И, что сносятся страны,

В учебниках старой бересты

Мы до черной,

До мертвой основы прочли.

 

Утомленные ветви

Не могут весною согреться,

Прошлогодние листья

В дырявую прячутся мглу.

Из набухших морщинок

Бегут на ладони, как в детстве…-

Я оторванных листьев

И слез удержать не могу…

 

Ну да, вот так и живем. Глядим в то же самое окно, что сорок лет назад, а пейзаж за окном уже незнакомый. Если подумать, то все мы немного похожи на упоминаемого в стихотворении «Советская фантастика» космонавта Сергея Крикалёва, взлетавшего пусть и в перестроечном, но всё ещё Советском Союзе, а приземлившегося как на чужой планете – в постсоветской России 90-х. И остаётся только одно – останавливать мгновения, увековечивать уходящую натуру, пока она не ушла вся окончательно.

Вся книга пронизана острым ощущением быстротечности времени, краткости человеческой жизни и хрупкости человеческого сердца, ностальгией и грустью – пусть иногда и спрятанной за иронией. Но Олег Мошников по духу, скорее, модернист, чем почвенник. Причём не стихийный, а именно сознательный. Любуясь какой угодно первобытной архаикой, он в мыслях всё равно устремлен в будущее, о чём однажды проговаривается, описывая свои наблюдения за учащейся читать внучкой:

И все же – «прописи» важней

Завязки, замысла, интриги! –

И неуемный книгочей

Заглянет в дедушкины книги:

Все так же косу теребя,

Хоть наугад открыв, хоть с краю,

Прочтет с улыбкой про себя

Концовки лучшей – я не знаю.

 

Главными читателями, которым адресована эта книга, должны оказаться именно «уважаемые товарищи потомки». И, наверное, перед ними автору действительно не должно быть стыдно. Он собрал под одной обложкой тексты, созданные не только в последние годы, но и в 90-х, и даже в 80-х – пусть сейчас они и существуют в дополненном и исправленном виде. Ведь изменения претерпела только чисто техническая сторона, а мысли, идеи, убеждения, выраженные в произведениях, остались теми же. И вот эта честность, искренность и прямота будет в цене всегда. По крайней мере у тех, кто ждет от поэтов не красивого, а правдивого слова.

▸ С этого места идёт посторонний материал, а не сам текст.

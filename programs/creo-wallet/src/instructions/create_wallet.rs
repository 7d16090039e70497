use anchor_lang::prelude::*;
use anchor_lang::AccountDeserialize;

use creo_registry::state::CreatorRecord;

use crate::error::WalletError;
use crate::state::{Wallet, WalletAuthorization, WalletConfig};

/// Provisions the execution wallet for the signer. At most one wallet
/// per owner; the signer must present a credential account that is
/// either an explicit authorization PDA of this program or a creator
/// record owned by the configured registry program.
pub fn handler(ctx: Context<CreateWallet>) -> Result<()> {
    let owner = ctx.accounts.owner.key();
    require!(
        credential_covers_owner(
            &ctx.accounts.config,
            &owner,
            &ctx.accounts.credential.to_account_info(),
        )?,
        WalletError::NotAuthorized
    );

    let wallet = &mut ctx.accounts.wallet;
    wallet.owner = owner;
    wallet.created_at = Clock::get()?.unix_timestamp;
    wallet.bump = ctx.bumps.wallet;

    emit!(WalletDeployed {
        wallet: wallet.key(),
        owner,
        timestamp: wallet.created_at,
    });

    Ok(())
}

/// Checks the presented credential against the two accepted shapes. The
/// registry record is deserialized by discriminator rather than by typed
/// account so the registry program stays swappable; any program placed
/// in the config must expose the same record layout.
fn credential_covers_owner(
    config: &WalletConfig,
    owner: &Pubkey,
    credential: &AccountInfo,
) -> Result<bool> {
    if credential.data_is_empty() {
        return Ok(false);
    }

    if credential.owner == &crate::ID {
        let (expected, _) = Pubkey::find_program_address(
            &[WalletAuthorization::SEED_PREFIX, owner.as_ref()],
            &crate::ID,
        );
        require_keys_eq!(credential.key(), expected, WalletError::InvalidCredential);
        let authorization =
            WalletAuthorization::try_deserialize(&mut &credential.data.borrow()[..])
                .map_err(|_| WalletError::InvalidCredential)?;
        return Ok(authorization.creator == *owner);
    }

    if credential.owner == &config.registry_program {
        let (expected, _) = Pubkey::find_program_address(
            &[CreatorRecord::SEED_PREFIX, owner.as_ref()],
            &config.registry_program,
        );
        require_keys_eq!(credential.key(), expected, WalletError::InvalidCredential);
        let record = CreatorRecord::try_deserialize(&mut &credential.data.borrow()[..])
            .map_err(|_| WalletError::InvalidCredential)?;
        return Ok(record.creator == *owner);
    }

    Ok(false)
}

#[derive(Accounts)]
pub struct CreateWallet<'info> {
    #[account(mut)]
    pub owner: Signer<'info>,

    #[account(
        seeds = [WalletConfig::SEED_PREFIX],
        bump = config.bump,
    )]
    pub config: Account<'info, WalletConfig>,

    /// CHECK: validated in-handler as an authorization PDA or a creator
    /// record of the configured registry program.
    pub credential: UncheckedAccount<'info>,

    #[account(
        init,
        payer = owner,
        space = 8 + Wallet::INIT_SPACE,
        seeds = [Wallet::SEED_PREFIX, owner.key().as_ref()],
        bump,
    )]
    pub wallet: Account<'info, Wallet>,

    pub system_program: Program<'info, System>,
}

#[event]
pub struct WalletDeployed {
    pub wallet: Pubkey,
    pub owner: Pubkey,
    pub timestamp: i64,
}
pub mod batch_distribute;
pub mod claim_reward;
pub mod create_campaign;
pub mod emergency_distribute;
pub mod set_campaign_active;
pub mod withdraw_remaining;

pub use batch_distribute::*;
pub use claim_reward::*;
pub use create_campaign::*;
pub use emergency_distribute::*;
pub use set_campaign_active::*;
pub use withdraw_remaining::*;
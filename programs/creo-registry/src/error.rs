use anchor_lang::prelude::*;

#[error_code]
pub enum RegistryError {
    #[msg("Unauthorized: oracle signature required")]
    UnauthorizedOracle,

    #[msg("Unauthorized: admin signature required")]
    UnauthorizedAdmin,

    #[msg("Handle must be between 1 and 32 bytes")]
    InvalidHandle,

    #[msg("Platform must be between 1 and 16 bytes")]
    InvalidPlatform,

    #[msg("Handle index does not belong to this creator")]
    HandleMismatch,
}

А нам, ровесникам и современникам, новый сборник  Олега Мошникова может быть хоть чем-то интересен? Может – и очень многим! И прежде всего тем, что в нём  зафиксирован один любопытный исторический феномен, который большинство из нас вряд ли заметило. Скоро будет уже тридцать лет, как с карты исчез Советский Союз. И оказывается, что за этот период в данной конкретной стране, если кто-то и занимался чем-то полезным – то это мы, вытащившие на своих плечах уже не из одного кризиса культуру, науку и образование. Где были все остальные – не совсем понятно, но именно по их вине – сначала позорно проваливших советский проект и не справившихся с построением коммунизма, а потом распродавших и разворовавших всё, до чего только можно было дотянуться, мы пишем хоть умные и добрые, но очень горькие книги. Нам оставлено только право гордиться былыми достижениями, от которых остались одни развалины, да надеяться, что уж потомки-то точно поймут наш опыт правильно и не повторят наших ошибок.  

Но жить в эту пору прекрасную нам вряд ли уже придётся.